Der zarte, mittlerweile fast papieren aussehende Petty erweist sich als äußerst rüder, krachscheppernder, federnder und metronomgenauer Schlagzeuger. Die hymnischen Gitarrencrescendi, die den Sound von Tom Petty prägen und ausmachen, sind auch auf „Highway Companion“ zu hören, frisch und elektrisierend. Petty öffnet mit ihnen den Blick für seine weite Welt – auf ein Amerika, das es wohl nur in Herz und Geist großer, Walt Whitmans und Henry David Thoreaus Klugundeinfachheit sehr nahe kommender Amerikanermenschen gibt.
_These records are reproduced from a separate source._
// This Source Code Form is subject to the terms of the Mozilla Public
// License, v. 2.0. If a copy of the MPL was not distributed with this
// file, You can obtain one at https://mozilla.org/MPL/2.0/.

//! PIT (8253/8254) programming and TSC-based timekeeping.
//!
//! `original_source/arch/x86/timer.c` is an empty stub, so the calibration
//! sequence below is built directly from the design prose: program the PIT
//! to the requested frequency, then calibrate the TSC against it by
//! latching the PIT's count, busy-waiting a known number of PIT ticks, and
//! dividing the elapsed TSC delta by the elapsed wall time.

use super::port::{inb, outb};

const PIT_CHANNEL0: u16 = 0x40;
const PIT_COMMAND: u16 = 0x43;
const PIT_FREQUENCY_HZ: u32 = 1_193_182;

/// Mode 3 (square wave), channel 0, access mode lo/hi byte, binary mode.
const PIT_COMMAND_CH0_MODE3: u8 = 0b0011_0110;

static TSC_FREQ_HZ: core::sync::atomic::AtomicU64 = core::sync::atomic::AtomicU64::new(0);
static TICKS: core::sync::atomic::AtomicU64 = core::sync::atomic::AtomicU64::new(0);

/// Programs the PIT to fire at `frequency_hz`, then calibrates the TSC
/// against it. `frequency_hz` must divide evenly enough into
/// [`PIT_FREQUENCY_HZ`] that the resulting divisor fits in 16 bits (true
/// for any frequency from roughly 19 Hz up).
///
/// # Safety
/// Touches PIT I/O ports; must run once, during single-threaded boot.
#[cfg(target_arch = "x86")]
pub unsafe fn init(frequency_hz: u32) {
    let divisor = (PIT_FREQUENCY_HZ / frequency_hz) as u16;
    outb(PIT_COMMAND, PIT_COMMAND_CH0_MODE3);
    outb(PIT_CHANNEL0, (divisor & 0xFF) as u8);
    outb(PIT_CHANNEL0, (divisor >> 8) as u8);

    calibrate_tsc(frequency_hz);
}

/// Busy-waits 1/10th of a second of PIT ticks (tracked via [`on_tick`],
/// which must already be wired to the timer IRQ by this point) while
/// sampling the TSC before and after, then scales the delta up to a full
/// second.
#[cfg(target_arch = "x86")]
unsafe fn calibrate_tsc(frequency_hz: u32) {
    let sample_ticks = (frequency_hz / 10).max(1) as u64;
    let start_ticks = TICKS.load(core::sync::atomic::Ordering::Relaxed);
    let start_tsc = read_tsc();
    while TICKS.load(core::sync::atomic::Ordering::Relaxed) < start_ticks + sample_ticks {
        core::arch::asm!("pause", options(nomem, nostack));
    }
    let end_tsc = read_tsc();
    let elapsed_tsc = end_tsc.saturating_sub(start_tsc);
    TSC_FREQ_HZ.store(elapsed_tsc * 10, core::sync::atomic::Ordering::Relaxed);
}

#[cfg(target_arch = "x86")]
pub fn read_tsc() -> u64 {
    let low: u32;
    let high: u32;
    unsafe {
        core::arch::asm!("rdtsc", out("eax") low, out("edx") high, options(nomem, nostack));
    }
    (u64::from(high) << 32) | u64::from(low)
}

/// Called from the timer ISR (IRQ0) once per tick.
pub fn on_tick() {
    TICKS.fetch_add(1, core::sync::atomic::Ordering::Relaxed);
}

/// Ticks elapsed since boot, at whatever frequency [`init`] was given.
pub fn ticks() -> u64 {
    TICKS.load(core::sync::atomic::Ordering::Relaxed)
}

/// Microseconds elapsed since boot, derived from the calibrated TSC
/// frequency. Returns 0 if calibration hasn't run yet.
#[cfg(target_arch = "x86")]
pub fn read_us() -> u64 {
    let freq = TSC_FREQ_HZ.load(core::sync::atomic::Ordering::Relaxed);
    if freq == 0 {
        return 0;
    }
    read_tsc() * 1_000_000 / freq
}

pub fn tsc_freq_hz() -> u64 {
    TSC_FREQ_HZ.load(core::sync::atomic::Ordering::Relaxed)
}

/// The timer IRQ (vector `IRQ_BASE`, IRQ0) handler, registered by
/// `kern::startup`. Charges the scheduling quantum and flags a
/// reschedule; never switches tasks itself, matching the
/// `need_resched`-is-only-set-here-and-only-consumed-at-the-common-return
/// discipline.
pub fn isr(_frame: &mut super::idt::InterruptFrame) {
    crate::trace::event_timer_isr_enter();
    on_tick();
    crate::sched::scheduler().tick();
    crate::trace::event_timer_isr_exit();
}

#[cfg(test)]
mod tests {
    use super::*;

    #[test]
    fn pit_divisor_for_1khz_matches_the_known_constant() {
        let divisor = PIT_FREQUENCY_HZ / 1000;
        assert_eq!(divisor, 1193);
    }

    #[test]
    fn on_tick_is_monotonic() {
        let before = ticks();
        on_tick();
        assert_eq!(ticks(), before + 1);
    }
}
// This Source Code Form is subject to the terms of the Mozilla Public
// License, v. 2.0. If a copy of the MPL was not distributed with this
// file, You can obtain one at https://mozilla.org/MPL/2.0/.

//! The console boundary: the kernel exposes a single `putchar` sink and
//! consumes nothing else about how text reaches a screen or a serial line.
//! The actual VGA text-mode or UART driver is board-level code (the `boot`
//! crate), supplied here the same way the HAL's `EventsTable` hook was
//! supplied in the teacher -- a function pointer configured once at
//! startup, called from then on with no further indirection per byte.

use core::fmt::{self, Write};
use core::sync::atomic::{AtomicPtr, Ordering};

type PutcharFn = fn(u8);

static PUTCHAR: AtomicPtr<()> = AtomicPtr::new(core::ptr::null_mut());

/// Supplies the character sink. Called once, early in `kern::startup`,
/// before the first `klog!` or panic can fire.
pub fn set_putchar(f: PutcharFn) {
    PUTCHAR.store(f as *mut (), Ordering::Relaxed);
}

fn putchar_fn() -> Option<PutcharFn> {
    let p = PUTCHAR.load(Ordering::Relaxed);
    if p.is_null() {
        None
    } else {
        // Safety: the only value ever stored is a `PutcharFn` cast through
        // `set_putchar`.
        Some(unsafe { core::mem::transmute::<*mut (), PutcharFn>(p) })
    }
}

/// Writes one byte to the console sink. A no-op before `set_putchar` has
/// run (e.g. a panic during very early boot) rather than a fault.
pub fn putchar(c: u8) {
    if let Some(f) = putchar_fn() {
        f(c);
    }
}

pub fn puts(s: &str) {
    for &b in s.as_bytes() {
        putchar(b);
    }
}

pub struct Writer;

impl Write for Writer {
    fn write_str(&mut self, s: &str) -> fmt::Result {
        puts(s);
        Ok(())
    }
}

/// Formats through the console sink. Never allocates, never touches the
/// syscall dispatch hot path -- `kern::syscalls::dispatch` must not call
/// this, since a reentrant console write from IRQ context could interleave
/// with one already in progress.
#[macro_export]
macro_rules! klog {
    ($($arg:tt)*) => {{
        use core::fmt::Write;
        let _ = write!($crate::console::Writer, $($arg)*);
        $crate::console::puts("\n");
    }};
}
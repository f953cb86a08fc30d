// This Source Code Form is subject to the terms of the Mozilla Public
// License, v. 2.0. If a copy of the MPL was not distributed with this
// file, You can obtain one at https://mozilla.org/MPL/2.0/.

//! Pure-logic kernel algorithms that need no privileged instructions.
//!
//! Everything here compiles and runs under `std` so it can be exercised by
//! ordinary `cargo test` on the host: the frame-bitmap allocator and the
//! scheduler's priority summary bitmap. Code that actually touches hardware
//! (port I/O, CR3, `invlpg`, `int 0x80`) lives in `kern` instead.

// Allow std-y things to be used in test. Note that this attribute is a bit
// unusual: it's applying an inner attribute conditionally.
#![cfg_attr(not(test), no_std)]

pub mod pmm;
pub mod sched;
// This Source Code Form is subject to the terms of the Mozilla Public
// License, v. 2.0. If a copy of the MPL was not distributed with this
// file, You can obtain one at https://mozilla.org/MPL/2.0/.

//! The INT 0x80 syscall gate: a dispatch table over the four syscalls this
//! kernel implements, keyed by [`abi::Sysnum`].
//!
//! Grounded on `original_source/core/syscall.c`'s register convention and
//! its two firm invariants: slot 0 of the dispatch table is always invalid
//! (syscall numbers start at 1; a lookup of 0 falls through the same
//! "missing entry" path as any unassigned slot, not a special case), and
//! the dispatch path itself never logs -- logging happens in the syscall
//! bodies, if at all, never in the hot lookup-and-call sequence.

use abi::{SyscallError, Sysnum, MAX_SYSCALLS};

use crate::arch::{ArchState, SavedState};
use crate::err::UserError;
use crate::sched::{NextTask, Scheduler};

type SyscallFn = fn(&mut Scheduler, usize, &mut SavedState) -> Result<NextTask, UserError>;

/// The dispatch table. Built once at startup by [`init`]; index 0 is never
/// populated.
static mut TABLE: [Option<SyscallFn>; MAX_SYSCALLS] = [None; MAX_SYSCALLS];

pub fn init() {
    unsafe {
        TABLE[Sysnum::Exit as usize] = Some(sys_exit);
        TABLE[Sysnum::Yield as usize] = Some(sys_yield);
        TABLE[Sysnum::GetPid as usize] = Some(sys_getpid);
        TABLE[Sysnum::SleepUs as usize] = Some(sys_sleep_us);
    }
}

/// Registered against the syscall vector by `kern::startup`. Wraps the
/// trap's own [`crate::arch::InterruptFrame`] as a [`SavedState`] (no
/// second indirection needed: the frame this interrupt just built on the
/// current stack *is* the live register state) and dispatches.
///
/// A syscall that wants to switch tasks does so immediately, here, rather
/// than through `Scheduler::tick`'s `need_resched` flag -- that flag is
/// reserved for the timer quantum expiring, never touched by a handler
/// body, this one included. `exit`/`yield` asking for `NextTask::Other`
/// is a direct request to switch right now.
pub fn isr(frame: &mut crate::arch::InterruptFrame) {
    let mut saved = SavedState::from_frame(frame);
    let scheduler = crate::sched::scheduler();
    let current = scheduler
        .current_index()
        .expect("syscall trap with no current task");

    if dispatch(scheduler, current, &mut saved) == NextTask::Other {
        scheduler.switch_now();
    }
}

/// Looks up the syscall number in EAX, dispatches, and writes the result back into EAX
/// before returning: on success the syscall's own return value; on
/// failure, `SyscallError::to_eax()` (a negative code).
pub fn dispatch(scheduler: &mut Scheduler, current: usize, frame: &mut SavedState) -> NextTask {
    crate::trace::event_syscall_enter(frame.syscall_number());

    let nr = frame.syscall_number() as usize;
    let handler = if nr < MAX_SYSCALLS {
        unsafe { TABLE[nr] }
    } else {
        None
    };

    let next = match handler {
        Some(f) => match f(scheduler, current, frame) {
            Ok(next) => next,
            Err(UserError::Recoverable(code, next)) => {
                frame.ret0(code.to_eax() as u32);
                next
            }
            Err(UserError::Unrecoverable(code)) => {
                panic!("unrecoverable syscall error: {:?}", code);
            }
        },
        None => {
            frame.ret0(SyscallError::NotImplemented.to_eax() as u32);
            NextTask::Same
        }
    };

    crate::trace::event_syscall_exit();
    next
}

fn sys_exit(
    scheduler: &mut Scheduler,
    current: usize,
    frame: &mut SavedState,
) -> Result<NextTask, UserError> {
    let code = frame.arg0() as i32;
    scheduler.task_mut(current).unwrap().mark_exited(code);
    Ok(NextTask::Other)
}

fn sys_yield(
    _scheduler: &mut Scheduler,
    _current: usize,
    frame: &mut SavedState,
) -> Result<NextTask, UserError> {
    frame.ret0(0);
    Ok(NextTask::Other)
}

fn sys_getpid(
    scheduler: &mut Scheduler,
    current: usize,
    frame: &mut SavedState,
) -> Result<NextTask, UserError> {
    let id = scheduler.task(current).unwrap().id();
    frame.ret0(id.0);
    Ok(NextTask::Same)
}

/// Always returns `not-implemented`, ignoring its argument, with no side
/// effect: no yield, no sleep-queue entry. Confirmed against
/// `original_source/core/syscall.c` with no ambiguity against the design.
fn sys_sleep_us(
    _scheduler: &mut Scheduler,
    _current: usize,
    _frame: &mut SavedState,
) -> Result<NextTask, UserError> {
    Err(SyscallError::NotImplemented.into())
}

/// Called directly (not through INT 0x80) by
/// [`crate::task::kernel_thread_trampoline`] when a kernel thread's entry
/// function returns instead of calling `exit` itself. Ring-0 code calling
/// into the kernel doesn't need to trap; it can just call the function.
#[no_mangle]
pub(crate) extern "C" fn exit_current_task(code: i32) -> ! {
    if let Some(task) = crate::arch::current_task() {
        task.mark_exited(code);
    }
    // The scheduler reaps zombies and switches away on the next tick or
    // explicit yield; a kernel thread that falls off the end of its entry
    // function has nothing left to do but wait for that to happen.
    loop {
        unsafe { core::arch::asm!("hlt", options(nomem, nostack)) };
    }
}

#[cfg(test)]
mod tests {
    use super::*;

    #[test]
    fn slot_zero_is_never_populated() {
        init();
        unsafe {
            assert!(TABLE[0].is_none());
        }
    }

    #[test]
    fn all_four_defined_syscalls_are_populated() {
        init();
        unsafe {
            assert!(TABLE[Sysnum::Exit as usize].is_some());
            assert!(TABLE[Sysnum::Yield as usize].is_some());
            assert!(TABLE[Sysnum::GetPid as usize].is_some());
            assert!(TABLE[Sysnum::SleepUs as usize].is_some());
        }
    }
}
Tom Petty ist, ohne sich als solcher zu stilisieren, ein Klassiker, eine der großen amerikanischen Säulen, eines der Eigengewächse, wie sie ausschließlich in den USA denkbar und möglich sind. Dylan ist so etwas, Neil Young, Lou Reed, Tom Waits auf seine ganz andere Weise, und Johnny Cash war so einer. Es scheint nur logisch, dass Tom Pettys „Highway Companion“ auf Rick Rubins „American“-Label erscheint.

Mit „Ankle Deep“ liefert Tom Petty sogar eine kleine Remineszenz an R.E.M. – deren Sänger Michael Stipe sich glücklich schätzen kann: Von Petty aufgesogen worden zu sein, das muss sich beinahe so gut anfühlen wie Cindy Laupers Glück, als Miles Davis ihr Liebeslied „Time after Time“ coverte.

Neben allem seinem das Tor zur Welt fröhlich, forsch und munter auftretenden Rock ’n’ Roll hat Tom Petty auch eine leise Seite, mit der er zeigt, dass er nicht zur stupiden Geradeausvariante Mensch gehört, sondern im Gegenteil ein empfindsames, genaues Sensorium hat für das, was sich im einzelnen Innern dieser astreinen freien Welt abspielt. „It took a world of trouble / It took a world of tears / It took a long time to get back here“, heißt es in „Square One“. Ohne dieses Stück wäre „Highway Companion“ ein sehr gutes Album – mit diesem i-Tupf des Wissens um die Dinge ist es ein großes.